Does this indicate an "anything goes" sort of relativism? Are we really meant to not judge the misogyny of some of the characters and cultures we encounter? Can an over-concern for non-action (wu wei) and cosmic harmony blind one to the sufferings of concrete individuals in the world? Or is that suffering itself ultimately a fragment, a momentary glitter in the grand way (Dao) of things? Le Guin doesn't provide easy answers to these questions. I doubt there are such answers. But she does what she does best--she deepens the questions to allow readers to explore them for themselves.

Concerning that sort of exploration, Le Guin also reminded me why history, philosophy, and history of philosophy can be so important.

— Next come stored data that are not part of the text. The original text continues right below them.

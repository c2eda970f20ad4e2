//! End-to-end tests over the public API, using the fixture artifact and
//! dataset under tests/fixtures.
//!
//! Fixture model: 1000 + 10·ano + 50·mes − 5·sigla_uf − 100·tipo + 0.5·consumidores
//!
//! Run with: cargo test --test forecast_pipeline

use std::path::{Path, PathBuf};

use chrono::NaiveDate;

use mpcec_forecast::chart;
use mpcec_forecast::dataset::{self, DatasetError};
use mpcec_forecast::mapper;
use mpcec_forecast::projection::{self, MonthWindow};
use mpcec_forecast::report::{self, ForecastReport, OutputPaths};
use mpcec_forecast::{ForecastError, LinearModel, Oracle, OracleError};

// ---------------------------------------------------------------------------
// Test Helpers
// ---------------------------------------------------------------------------

fn fixture(name: &str) -> PathBuf {
    Path::new(env!("CARGO_MANIFEST_DIR")).join("tests").join("fixtures").join(name)
}

fn fixture_model() -> LinearModel {
    LinearModel::load(fixture("modelo.json")).expect("fixture model should load")
}

fn scratch_dir(name: &str) -> PathBuf {
    let dir = std::env::temp_dir().join(format!("mpcec_it_{}_{}", name, std::process::id()));
    let _ = std::fs::remove_dir_all(&dir);
    dir
}

fn ymd(y: i32, m: u32, d: u32) -> NaiveDate {
    NaiveDate::from_ymd_opt(y, m, d).unwrap()
}

// ---------------------------------------------------------------------------
// Single prediction
// ---------------------------------------------------------------------------

#[test]
fn test_sao_paulo_residential_prediction() {
    let request =
        mapper::build_request("São Paulo", "Residencial", ymd(2020, 6, 1), 1000).unwrap();
    assert_eq!(request.features(), [2020.0, 6.0, 20.0, 3.0, 1000.0]);

    // 1000 + 20200 + 300 - 100 - 300 + 500
    let predicted = fixture_model().predict_request(&request).unwrap();
    assert!((predicted - 21600.0).abs() < 1e-9, "got {}", predicted);
}

#[test]
fn test_unknown_state_never_reaches_the_oracle() {
    let result = mapper::build_request("Atlantis", "Residencial", ymd(2020, 6, 1), 1000);
    assert!(matches!(result, Err(ForecastError::UnknownState(ref s)) if s == "Atlantis"));
}

#[test]
fn test_bad_artifact_shape_is_rejected_at_load() {
    let err = LinearModel::load(fixture("modelo_bad_shape.json")).unwrap_err();
    assert_eq!(err, OracleError::Shape { expected: 5, got: 3 });
}

#[test]
fn test_saved_model_loads_back_identically() {
    let dir = scratch_dir("model_save");
    std::fs::create_dir_all(&dir).unwrap();
    let path = dir.join("modelo.json");

    let model = fixture_model();
    model.save(&path).unwrap();
    assert_eq!(LinearModel::load(&path).unwrap(), model);
    let _ = std::fs::remove_dir_all(&dir);
}

// ---------------------------------------------------------------------------
// Projection
// ---------------------------------------------------------------------------

#[test]
fn test_twelve_month_projection_from_november() {
    let request =
        mapper::build_request("São Paulo", "Residencial", ymd(2023, 11, 1), 1000).unwrap();
    let points = projection::project(&fixture_model(), &request, 12).unwrap();

    assert_eq!(points.len(), 12);
    let expected_dates: Vec<_> = MonthWindow::after(2023, 11, 12)
        .map(|(y, m)| ymd(y, m, 1))
        .collect();
    let dates: Vec<_> = points.iter().map(|p| p.date).collect();
    assert_eq!(dates, expected_dates);
    assert_eq!(dates[0], ymd(2023, 12, 1));
    assert_eq!(dates[1], ymd(2024, 1, 1));
    assert_eq!(dates[11], ymd(2024, 11, 1));

    // Dec 2023 = 1000 + 20230 + 600 - 100 - 300 + 500
    assert!((points[0].value - 21930.0).abs() < 1e-9);
    // Jan 2024 = 1000 + 20240 + 50 - 100 - 300 + 500
    assert!((points[1].value - 21390.0).abs() < 1e-9);
}

#[test]
fn test_projection_from_december_starts_next_january() {
    let request = mapper::build_request("Bahia", "Total", ymd(2030, 12, 1), 10).unwrap();
    let points = projection::project(&fixture_model(), &request, 12).unwrap();
    assert_eq!(points.len(), 12);
    assert_eq!(points[0].date, ymd(2031, 1, 1));
    assert_eq!(points[11].date, ymd(2031, 12, 1));
}

#[test]
fn test_projection_through_boxed_oracle() {
    let oracle: Box<dyn Oracle> = Box::new(fixture_model());
    let request = mapper::build_request("Acre", "Outros", ymd(2010, 1, 1), 0).unwrap();
    let points = projection::project(oracle.as_ref(), &request, 3).unwrap();
    assert_eq!(points.len(), 3);
}

// ---------------------------------------------------------------------------
// Dataset
// ---------------------------------------------------------------------------

#[test]
fn test_fixture_dataset_loads_best_effort() {
    let ds = dataset::load_dataset(fixture("novos_dados.csv")).unwrap();
    assert_eq!(ds.len(), 8);
    assert_eq!(ds.skipped, 2);
    assert_eq!(ds.year_range(), Some((2004, 2006)));

    let totals = ds.annual_totals();
    assert!((totals[&2004] - 4000.5).abs() < 1e-9);
    assert!((totals[&2005] - 2820.0).abs() < 1e-9);
    assert!((totals[&2006] - 300.0).abs() < 1e-9);

    assert_eq!(ds.for_state(20).len(), 5);
}

#[test]
fn test_missing_dataset_is_an_io_error() {
    let err = dataset::load_dataset(fixture("nope.csv")).unwrap_err();
    assert!(matches!(err, DatasetError::Io(_)));
}

// ---------------------------------------------------------------------------
// Outputs
// ---------------------------------------------------------------------------

#[test]
fn test_full_run_writes_charts_and_exports() {
    let dir = scratch_dir("outputs");
    std::fs::create_dir_all(&dir).unwrap();
    let paths = OutputPaths::in_dir(&dir);

    let model = fixture_model();
    let request = mapper::build_request("Ceará", "Comercial", ymd(2024, 3, 1), 250).unwrap();
    let prediction = model.predict_request(&request).unwrap();
    let points = projection::project(&model, &request, 12).unwrap();
    let report = ForecastReport::new(request, prediction, points);

    report::export_projection_csv(&report.projection, &paths.projection_csv).unwrap();
    report::export_report_json(&report, &paths.report_json).unwrap();
    chart::prediction_chart(&request, prediction, &paths.prediction_chart).unwrap();
    chart::projection_chart(&report.projection, "Projection", &paths.projection_chart).unwrap();

    let ds = dataset::load_dataset(fixture("novos_dados.csv")).unwrap();
    chart::dataset_scatter(&ds, &paths.dataset_scatter).unwrap();
    chart::annual_bar_chart(&ds, &paths.annual_bars).unwrap();
    chart::monthly_line_chart(&ds, &paths.monthly_line).unwrap();

    for path in [
        &paths.projection_csv,
        &paths.report_json,
        &paths.prediction_chart,
        &paths.projection_chart,
        &paths.dataset_scatter,
        &paths.annual_bars,
        &paths.monthly_line,
    ] {
        let meta = std::fs::metadata(path).unwrap_or_else(|e| panic!("{}: {}", path.display(), e));
        assert!(meta.len() > 0, "{} should not be empty", path.display());
    }

    let svg = std::fs::read_to_string(&paths.projection_chart).unwrap();
    assert!(svg.contains("<svg"));

    let csv = std::fs::read_to_string(&paths.projection_csv).unwrap();
    assert_eq!(csv.lines().count(), 13, "header plus 12 months");

    let _ = std::fs::remove_dir_all(&dir);
}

"What I loved to learn was history. I had grown up without any history. There was nothing at Shomeke or Zeskra but the way things were. Nobody knew anything about any time when things had been different. Nobody knew there was any place where things might be different. We were enslaved by the present time."  (p. 172)

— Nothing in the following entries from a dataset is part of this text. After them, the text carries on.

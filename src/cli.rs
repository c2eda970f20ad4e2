//! Command-line front end.
//!
//! Each subcommand is one independent run: load config, load what it needs,
//! compute, print, write files. Any error aborts the run.

use std::path::PathBuf;

use chrono::{Datelike, NaiveDate};
use clap::{Args, Parser, Subcommand};

use crate::chart;
use crate::config::Config;
use crate::consumption::{CONSUMPTION_REGISTRY, ConsumptionType};
use crate::dataset;
use crate::logging::{self, Component};
use crate::mapper;
use crate::model::{ForecastError, PredictionRequest, Result};
use crate::oracle::{LinearModel, Oracle};
use crate::projection;
use crate::report::{self, ForecastReport, OutputPaths};
use crate::states::{self, STATE_REGISTRY};

#[derive(Debug, Parser)]
#[command(
    name = "mpcec_forecast",
    about = "Brazilian collective electricity consumption forecasts",
    version
)]
pub struct Cli {
    /// Config file (defaults to $MPCEC_CONFIG or ./mpcec.toml).
    #[arg(long, global = true)]
    pub config: Option<PathBuf>,

    #[command(subcommand)]
    pub command: Commands,
}

#[derive(Debug, Subcommand)]
pub enum Commands {
    /// Predict consumption for a single month.
    Predict(SelectionArgs),

    /// Predict the months following the selected one.
    Project(ProjectArgs),

    /// Summarise and chart the historical dataset.
    Explore(ExploreArgs),

    /// List the federative units and their codes.
    States,

    /// List the consumption types and their codes.
    Types,
}

#[derive(Debug, Clone, Args)]
pub struct SelectionArgs {
    /// State name ("São Paulo") or UF ("SP").
    #[arg(long)]
    pub state: String,

    /// Consumption type (Total, Cativo, Residencial, Industrial, Comercial, Outros).
    #[arg(long = "type")]
    pub consumption_type: String,

    /// Month to predict, YYYY-MM or YYYY-MM-DD.
    #[arg(long)]
    pub date: String,

    /// Number of consumers.
    #[arg(long, default_value_t = 1)]
    pub consumers: u64,

    /// Skip SVG output.
    #[arg(long)]
    pub no_charts: bool,
}

#[derive(Debug, Clone, Args)]
pub struct ProjectArgs {
    #[command(flatten)]
    pub selection: SelectionArgs,

    /// Months to project (defaults to forecast.horizon_months).
    #[arg(long)]
    pub months: Option<usize>,
}

#[derive(Debug, Clone, Args)]
pub struct ExploreArgs {
    /// Restrict the views to one state.
    #[arg(long)]
    pub state: Option<String>,

    /// Skip SVG output.
    #[arg(long)]
    pub no_charts: bool,
}

pub fn run_from_env() -> Result<()> {
    let cli = Cli::parse();
    run(cli)
}

pub fn run(cli: Cli) -> Result<()> {
    match cli.command {
        Commands::States => {
            print_states();
            Ok(())
        }
        Commands::Types => {
            print_types();
            Ok(())
        }
        command => {
            let config = Config::resolve(cli.config.as_deref())?;
            logging::init_logger(
                config.log_level()?,
                config.logging.file.as_deref(),
                config.logging.timestamps,
            );
            let operation = command_name(&command);
            let result = match command {
                Commands::Predict(args) => run_predict(&config, &args),
                Commands::Project(args) => run_project(&config, &args),
                Commands::Explore(args) => run_explore(&config, &args),
                Commands::States | Commands::Types => Ok(()),
            };
            if let Err(e) = &result {
                logging::log_failure(operation, e);
            }
            result
        }
    }
}

fn command_name(command: &Commands) -> &'static str {
    match command {
        Commands::Predict(_) => "predict",
        Commands::Project(_) => "project",
        Commands::Explore(_) => "explore",
        Commands::States => "states",
        Commands::Types => "types",
    }
}

// ---------------------------------------------------------------------------
// Input parsing
// ---------------------------------------------------------------------------

/// Parses `YYYY-MM-DD`, or `YYYY-MM` as the first of the month.
pub fn parse_date(input: &str) -> Result<NaiveDate> {
    let input = input.trim();
    NaiveDate::parse_from_str(input, "%Y-%m-%d")
        .or_else(|_| NaiveDate::parse_from_str(&format!("{}-01", input), "%Y-%m-%d"))
        .map_err(|_| {
            ForecastError::InvalidInput(format!("'{}' is not YYYY-MM or YYYY-MM-DD", input))
        })
}

/// Turns loosely typed selections into a request, enforcing the date range
/// the selectors offer.
pub fn request_from_selection(config: &Config, args: &SelectionArgs) -> Result<PredictionRequest> {
    let state = states::resolve_state(&args.state)
        .ok_or_else(|| ForecastError::UnknownState(args.state.clone()))?;
    let consumption = ConsumptionType::resolve(&args.consumption_type)
        .ok_or_else(|| ForecastError::UnknownConsumptionType(args.consumption_type.clone()))?;

    let date = parse_date(&args.date)?;
    let (min, max) = (config.forecast.min_year, config.forecast.max_year);
    if date.year() < min || date.year() > max {
        return Err(ForecastError::InvalidInput(format!(
            "date {} is outside {}..={}",
            date, min, max
        )));
    }

    mapper::build_request(state.name, consumption.name(), date, args.consumers)
}

// ---------------------------------------------------------------------------
// Commands
// ---------------------------------------------------------------------------

fn run_predict(config: &Config, args: &SelectionArgs) -> Result<()> {
    let request = request_from_selection(config, args)?;
    let oracle = LinearModel::load(&config.paths.model)?;
    let prediction = oracle.predict_request(&request)?;

    let report = ForecastReport::new(request, prediction, Vec::new());
    report::print_prediction(&report);

    if !args.no_charts {
        let paths = OutputPaths::in_dir(&config.paths.output_dir);
        std::fs::create_dir_all(&config.paths.output_dir)?;
        chart::prediction_chart(&request, prediction, &paths.prediction_chart)?;
    }
    Ok(())
}

fn run_project(config: &Config, args: &ProjectArgs) -> Result<()> {
    let request = request_from_selection(config, &args.selection)?;
    let horizon = args.months.unwrap_or(config.forecast.horizon_months);
    if horizon == 0 || horizon > crate::config::MAX_HORIZON {
        return Err(ForecastError::InvalidInput(format!(
            "--months must be in 1..={}",
            crate::config::MAX_HORIZON
        )));
    }

    let oracle = LinearModel::load(&config.paths.model)?;
    let prediction = oracle.predict_request(&request)?;
    let points = projection::project(&oracle, &request, horizon)?;

    let report = ForecastReport::new(request, prediction, points);
    report::print_prediction(&report);
    report::print_projection(&report);

    let paths = OutputPaths::in_dir(&config.paths.output_dir);
    report::export_projection_csv(&report.projection, &paths.projection_csv)?;
    report::export_report_json(&report, &paths.report_json)?;
    logging::info(
        Component::System,
        None,
        &format!(
            "Exported {} and {}",
            paths.projection_csv.display(),
            paths.report_json.display()
        ),
    );

    if !args.selection.no_charts {
        let title = format!("Projection for the next {} months", horizon);
        chart::prediction_chart(&request, prediction, &paths.prediction_chart)?;
        chart::projection_chart(&report.projection, &title, &paths.projection_chart)?;
    }
    Ok(())
}

fn run_explore(config: &Config, args: &ExploreArgs) -> Result<()> {
    let mut data = dataset::load_dataset(&config.paths.dataset)?;

    if let Some(input) = &args.state {
        let state = states::resolve_state(input)
            .ok_or_else(|| ForecastError::UnknownState(input.clone()))?;
        data = data.for_state(state.code);
        logging::info(
            Component::Dataset,
            Some(state.uf),
            &format!("{} rows for {}", data.len(), state.name),
        );
    }

    report::print_dataset_summary(&data);

    if !args.no_charts {
        let paths = OutputPaths::in_dir(&config.paths.output_dir);
        std::fs::create_dir_all(&config.paths.output_dir)?;
        chart::dataset_scatter(&data, &paths.dataset_scatter)?;
        chart::annual_bar_chart(&data, &paths.annual_bars)?;
        chart::monthly_line_chart(&data, &paths.monthly_line)?;
    }
    Ok(())
}

fn print_states() {
    println!("{:>4}  {:<2}  {:<20}  {}", "code", "UF", "name", "region");
    for s in STATE_REGISTRY {
        println!("{:>4}  {:<2}  {:<20}  {}", s.code, s.uf, s.name, s.region);
    }
}

fn print_types() {
    println!("{:>4}  {}", "code", "name");
    for t in CONSUMPTION_REGISTRY {
        println!("{:>4}  {}", t.code(), t.name());
    }
}

#[cfg(test)]
mod tests {
    use super::*;

    fn selection(state: &str, kind: &str, date: &str) -> SelectionArgs {
        SelectionArgs {
            state: state.to_string(),
            consumption_type: kind.to_string(),
            date: date.to_string(),
            consumers: 1000,
            no_charts: true,
        }
    }

    #[test]
    fn test_parse_date_accepts_month_and_day_forms() {
        assert_eq!(parse_date("2020-06").unwrap(), NaiveDate::from_ymd_opt(2020, 6, 1).unwrap());
        assert_eq!(
            parse_date("2020-06-15").unwrap(),
            NaiveDate::from_ymd_opt(2020, 6, 15).unwrap()
        );
        assert!(parse_date("06/2020").is_err());
        assert!(parse_date("2020-13").is_err());
    }

    #[test]
    fn test_request_from_lenient_selection() {
        let config = Config::default();
        let request = request_from_selection(&config, &selection("sp", "residencial", "2020-06"))
            .expect("UF and lowercase type should resolve");
        assert_eq!(request.features(), [2020.0, 6.0, 20.0, 3.0, 1000.0]);
    }

    #[test]
    fn test_dates_outside_selector_range_are_rejected() {
        let config = Config::default();
        for date in ["2003-12", "2051-01"] {
            let result = request_from_selection(&config, &selection("SP", "Total", date));
            assert!(matches!(result, Err(ForecastError::InvalidInput(_))), "{}", date);
        }
        assert!(request_from_selection(&config, &selection("SP", "Total", "2004-01")).is_ok());
        assert!(request_from_selection(&config, &selection("SP", "Total", "2050-12-31")).is_ok());
    }

    #[test]
    fn test_unknown_selection_is_reported() {
        let config = Config::default();
        let result = request_from_selection(&config, &selection("Atlantis", "Total", "2020-01"));
        assert!(matches!(result, Err(ForecastError::UnknownState(_))));
        let result = request_from_selection(&config, &selection("SP", "Rural", "2020-01"));
        assert!(matches!(result, Err(ForecastError::UnknownConsumptionType(_))));
    }

    #[test]
    fn test_cli_parses_project_command() {
        let cli = Cli::try_parse_from([
            "mpcec_forecast",
            "project",
            "--state",
            "São Paulo",
            "--type",
            "Residencial",
            "--date",
            "2023-11",
            "--consumers",
            "1000",
            "--months",
            "24",
        ])
        .expect("arguments should parse");

        match cli.command {
            Commands::Project(args) => {
                assert_eq!(args.selection.state, "São Paulo");
                assert_eq!(args.selection.consumers, 1000);
                assert_eq!(args.months, Some(24));
                assert!(!args.selection.no_charts);
            }
            other => panic!("expected project, got {:?}", other),
        }
    }

    #[test]
    fn test_listing_commands_need_no_config() {
        assert!(run(Cli { config: None, command: Commands::States }).is_ok());
        assert!(run(Cli { config: None, command: Commands::Types }).is_ok());
    }
}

The study of histories and philosophies other than one's own, whether in the past or present here on Earth or on imagined planets and interstellar federations far into the future, opens up one's sense of possibility. To live totally within one's own socially and historically prescribed conceptual scheme is to leave one, as Le Guin says, "enslaved by the present time."  I like to say that philosophy and science fiction both demand of their audiences an enriched sense of possibility, an ability to look beyond what IS to see what COULD BE. Or as Le Guin famously put it in 2014, one must become "a realist of a larger reality."

It may be, as Zhuangzi and Le Guin remind us, that we can in our short lives only ever glimpse a small sliver of that reality. But there is a freedom in this realization that there is more to things--vastly, unimaginably more--than we can see or imagine.

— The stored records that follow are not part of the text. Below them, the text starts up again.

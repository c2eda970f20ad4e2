//! Federative unit registry.
//!
//! Defines the 27 Brazilian federative units the oracle was trained on,
//! along with the integer code each one is encoded as. This is the single
//! source of truth for state codes: all other modules should reference
//! states from here rather than hardcoding codes.
//!
//! The codes are a contract with the trained model. Adding or renumbering a
//! state requires retraining, not just editing this table.

use std::fmt;

// ---------------------------------------------------------------------------
// Regions
// ---------------------------------------------------------------------------

/// IBGE macro-region of a federative unit.
#[derive(Debug, Clone, Copy, PartialEq, Eq, Hash)]
pub enum Region {
    Norte,
    Nordeste,
    Sudeste,
    Sul,
    CentroOeste,
}

impl fmt::Display for Region {
    fn fmt(&self, f: &mut fmt::Formatter<'_>) -> fmt::Result {
        match self {
            Region::Norte => write!(f, "Norte"),
            Region::Nordeste => write!(f, "Nordeste"),
            Region::Sudeste => write!(f, "Sudeste"),
            Region::Sul => write!(f, "Sul"),
            Region::CentroOeste => write!(f, "Centro-Oeste"),
        }
    }
}

// ---------------------------------------------------------------------------
// State metadata
// ---------------------------------------------------------------------------

/// Metadata for a single federative unit.
#[derive(Debug)]
pub struct State {
    /// Feature code used by the oracle (`sigla_uf` column).
    pub code: u8,
    /// Official name, with accents, as offered in the selector.
    pub name: &'static str,
    /// Two-letter UF abbreviation.
    pub uf: &'static str,
    pub region: Region,
}

/// All federative units, ordered by feature code.
///
/// The order matches the selector order the model was published with, which
/// is roughly north to south rather than alphabetical.
pub static STATE_REGISTRY: &[State] = &[
    State { code: 1, name: "Roraima", uf: "RR", region: Region::Norte },
    State { code: 2, name: "Acre", uf: "AC", region: Region::Norte },
    State { code: 3, name: "Amazonas", uf: "AM", region: Region::Norte },
    State { code: 4, name: "Rondônia", uf: "RO", region: Region::Norte },
    State { code: 5, name: "Pará", uf: "PA", region: Region::Norte },
    State { code: 6, name: "Amapá", uf: "AP", region: Region::Norte },
    State { code: 7, name: "Tocantins", uf: "TO", region: Region::Norte },
    State { code: 8, name: "Maranhão", uf: "MA", region: Region::Nordeste },
    State { code: 9, name: "Piauí", uf: "PI", region: Region::Nordeste },
    State { code: 10, name: "Ceará", uf: "CE", region: Region::Nordeste },
    State { code: 11, name: "Rio Grande do Norte", uf: "RN", region: Region::Nordeste },
    State { code: 12, name: "Paraíba", uf: "PB", region: Region::Nordeste },
    State { code: 13, name: "Pernambuco", uf: "PE", region: Region::Nordeste },
    State { code: 14, name: "Alagoas", uf: "AL", region: Region::Nordeste },
    State { code: 15, name: "Sergipe", uf: "SE", region: Region::Nordeste },
    State { code: 16, name: "Bahia", uf: "BA", region: Region::Nordeste },
    State { code: 17, name: "Minas Gerais", uf: "MG", region: Region::Sudeste },
    State { code: 18, name: "Espírito Santo", uf: "ES", region: Region::Sudeste },
    State { code: 19, name: "Rio de Janeiro", uf: "RJ", region: Region::Sudeste },
    State { code: 20, name: "São Paulo", uf: "SP", region: Region::Sudeste },
    State { code: 21, name: "Paraná", uf: "PR", region: Region::Sul },
    State { code: 22, name: "Santa Catarina", uf: "SC", region: Region::Sul },
    State { code: 23, name: "Rio Grande do Sul", uf: "RS", region: Region::Sul },
    State { code: 24, name: "Mato Grosso do Sul", uf: "MS", region: Region::CentroOeste },
    State { code: 25, name: "Mato Grosso", uf: "MT", region: Region::CentroOeste },
    State { code: 26, name: "Goiás", uf: "GO", region: Region::CentroOeste },
    State { code: 27, name: "Distrito Federal", uf: "DF", region: Region::CentroOeste },
];

/// Looks up a state by its exact name. Returns `None` if not found.
pub fn find_state(name: &str) -> Option<&'static State> {
    STATE_REGISTRY.iter().find(|s| s.name == name)
}

/// Looks up a state by feature code.
pub fn find_state_by_code(code: u8) -> Option<&'static State> {
    STATE_REGISTRY.iter().find(|s| s.code == code)
}

/// Resolves loosely typed user input: exact name, then case-insensitive
/// name, then UF abbreviation.
pub fn resolve_state(input: &str) -> Option<&'static State> {
    let input = input.trim();
    find_state(input)
        .or_else(|| {
            let lowered = input.to_lowercase();
            STATE_REGISTRY.iter().find(|s| s.name.to_lowercase() == lowered)
        })
        .or_else(|| STATE_REGISTRY.iter().find(|s| s.uf.eq_ignore_ascii_case(input)))
}

/// States belonging to one macro-region.
pub fn states_in_region(region: Region) -> Vec<&'static State> {
    STATE_REGISTRY.iter().filter(|s| s.region == region).collect()
}

// ---------------------------------------------------------------------------
// Tests
// ---------------------------------------------------------------------------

The suspicion that the way things are is not the way they have to be, the inkling that the thoughts people have had are not all the thoughts there are to be had... these can liberate us from the tyranny of the present ... of "everybody knows" ... of "this is how it is"or "that would never happen"... of "common sense" or "it's just human nature." Ultimately it would seem to be imagination that opens us up to deeper, more meaningful connections to the larger reality. And I have yet to find many writers of either science fiction or philosophy who do this as well as Ursula Le Guin.

See also my Goodreads review.

1 comment:

  1. I shall have to add Ursula Le Guin's Four Way's to Forgiveness to my reading list. I feel certain that I read one of her books many years ago but my memory fails me. Being a big picture person in general, sometimes the memories get swept away to make room for new ones.
    The current state of life provided time to return to reading prolifically. That has certainly been a gift and it is a shame it took a pandemic for me to see that I have had that time for two years now. I am retired after all.
    Somehow, in my search for hard science fiction, I came across the Culture Books by Iain M Banks. Searches for more meaning concerning the Culture and also a simple list of Bank's Culture books brought me to your blog. I have begun to read your blog in a more systematic manner because there are so many ideas to think about here.
    The discussion here about being "enslaved to the present time" will surely enter my dreams and percolate in the background of my mind for many days. I cannot help but feel somewhat "enslaved to the present" to some degree due to the way the pandemic has been managed (or not) and the feeling of sliding backwards, in a cultural sense, with respect to our treatment of people in the United States. Perhaps, Le Guin can help renew my somewhat faltering hope in humanity.